### TO DO
From the entries that follow, reproduce exactly and only the lines from the line with "encoding performance benchmarks" to the line with "Rgb([(x % 256)", endpoints included.

### DATA LISTING
##############################
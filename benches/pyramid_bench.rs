//! Pyramid encoding performance benchmarks

use criterion::{black_box, criterion_group, criterion_main, BenchmarkId, Criterion};
use image::{Rgb, RgbImage};
use rand::{Rng, SeedableRng};
use std::path::{Path, PathBuf};
use tempfile::TempDir;
use tiler_core::encoder::{plan_levels, LevelGranularity};
use tiler_core::{DeepZoomEncoder, EncodeOptions, PyramidEncoder};

/// Write a slide of the given size; noisy slides compress poorly
fn generate_slide(dir: &Path, size: u32, noisy: bool) -> PathBuf {
    let mut rng = rand::rngs::StdRng::seed_from_u64(42);
    let slide = RgbImage::from_fn(size, size, |x, y| {
        if noisy {
            Rgb([rng.gen(), rng.gen(), rng.gen()])
        } else {
            Rgb([(x % 256) as u8, (y % 256) as u8, ((x + y) % 256) as u8])
        }
    });

    let path = dir.join(format!("slide_{size}.png"));
    slide.save(&path).unwrap();
    path
}

/// Benchmark full pyramid generation for growing slide sizes
fn bench_slide_sizes(c: &mut Criterion) {
    let mut group = c.benchmark_group("slide_sizes");
    group.sample_size(10);

    for size in [1024u32, 2048, 4096] {
        let source_dir = TempDir::new().unwrap();
        let source = generate_slide(source_dir.path(), size, false);

        group.bench_with_input(BenchmarkId::new("encode", size), &source, |b, source| {
            b.iter_with_setup(
                || TempDir::new().unwrap(),
                |output_dir| {
                    DeepZoomEncoder::new()
                        .encode(
                            black_box(source),
                            black_box(output_dir.path()),
                            &EncodeOptions::default(),
                        )
                        .unwrap();
                },
            );
        });
    }

    group.finish();
}

/// Benchmark JPEG quality and content against each other
fn bench_quality(c: &mut Criterion) {
    let mut group = c.benchmark_group("jpeg_quality");
    group.sample_size(10);

    let source_dir = TempDir::new().unwrap();
    let smooth = generate_slide(source_dir.path(), 1024, false);
    let noisy_dir = TempDir::new().unwrap();
    let noisy = generate_slide(noisy_dir.path(), 1024, true);

    for (content, source) in [("smooth", &smooth), ("noisy", &noisy)] {
        for quality in [70u8, 85, 95] {
            let options = EncodeOptions {
                quality,
                ..Default::default()
            };
            group.bench_with_input(
                BenchmarkId::new(content, quality),
                &options,
                |b, options| {
                    b.iter_with_setup(
                        || TempDir::new().unwrap(),
                        |output_dir| {
                            DeepZoomEncoder::new()
                                .encode(black_box(source), output_dir.path(), options)
                                .unwrap();
                        },
                    );
                },
            );
        }
    }

    group.finish();
}

/// Benchmark level planning for whole-slide sized images
fn bench_level_planning(c: &mut Criterion) {
    let mut group = c.benchmark_group("level_planning");

    for granularity in [LevelGranularity::OnePixel, LevelGranularity::OneTile] {
        let options = EncodeOptions {
            level_granularity: granularity,
            ..Default::default()
        };
        group.bench_with_input(
            BenchmarkId::new("plan_levels", format!("{granularity:?}")),
            &options,
            |b, options| b.iter(|| plan_levels(black_box(150_000), black_box(90_000), options)),
        );
    }

    group.finish();
}

criterion_group!(benches, bench_slide_sizes, bench_quality, bench_level_planning);
criterion_main!(benches);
##############################
### ANSWER TO THIS EXERCISE
//! Pyramid encoding performance benchmarks

use criterion::{black_box, criterion_group, criterion_main, BenchmarkId, Criterion};
use image::{Rgb, RgbImage};
use rand::{Rng, SeedableRng};
use std::path::{Path, PathBuf};
use tempfile::TempDir;
use tiler_core::encoder::{plan_levels, LevelGranularity};
use tiler_core::{DeepZoomEncoder, EncodeOptions, PyramidEncoder};

/// Write a slide of the given size; noisy slides compress poorly
fn generate_slide(dir: &Path, size: u32, noisy: bool) -> PathBuf {
    let mut rng = rand::rngs::StdRng::seed_from_u64(42);
    let slide = RgbImage::from_fn(size, size, |x, y| {
        if noisy {
            Rgb([rng.gen(), rng.gen(), rng.gen()])
        } else {
            Rgb([(x % 256) as u8, (y % 256) as u8, ((x + y) % 256) as u8])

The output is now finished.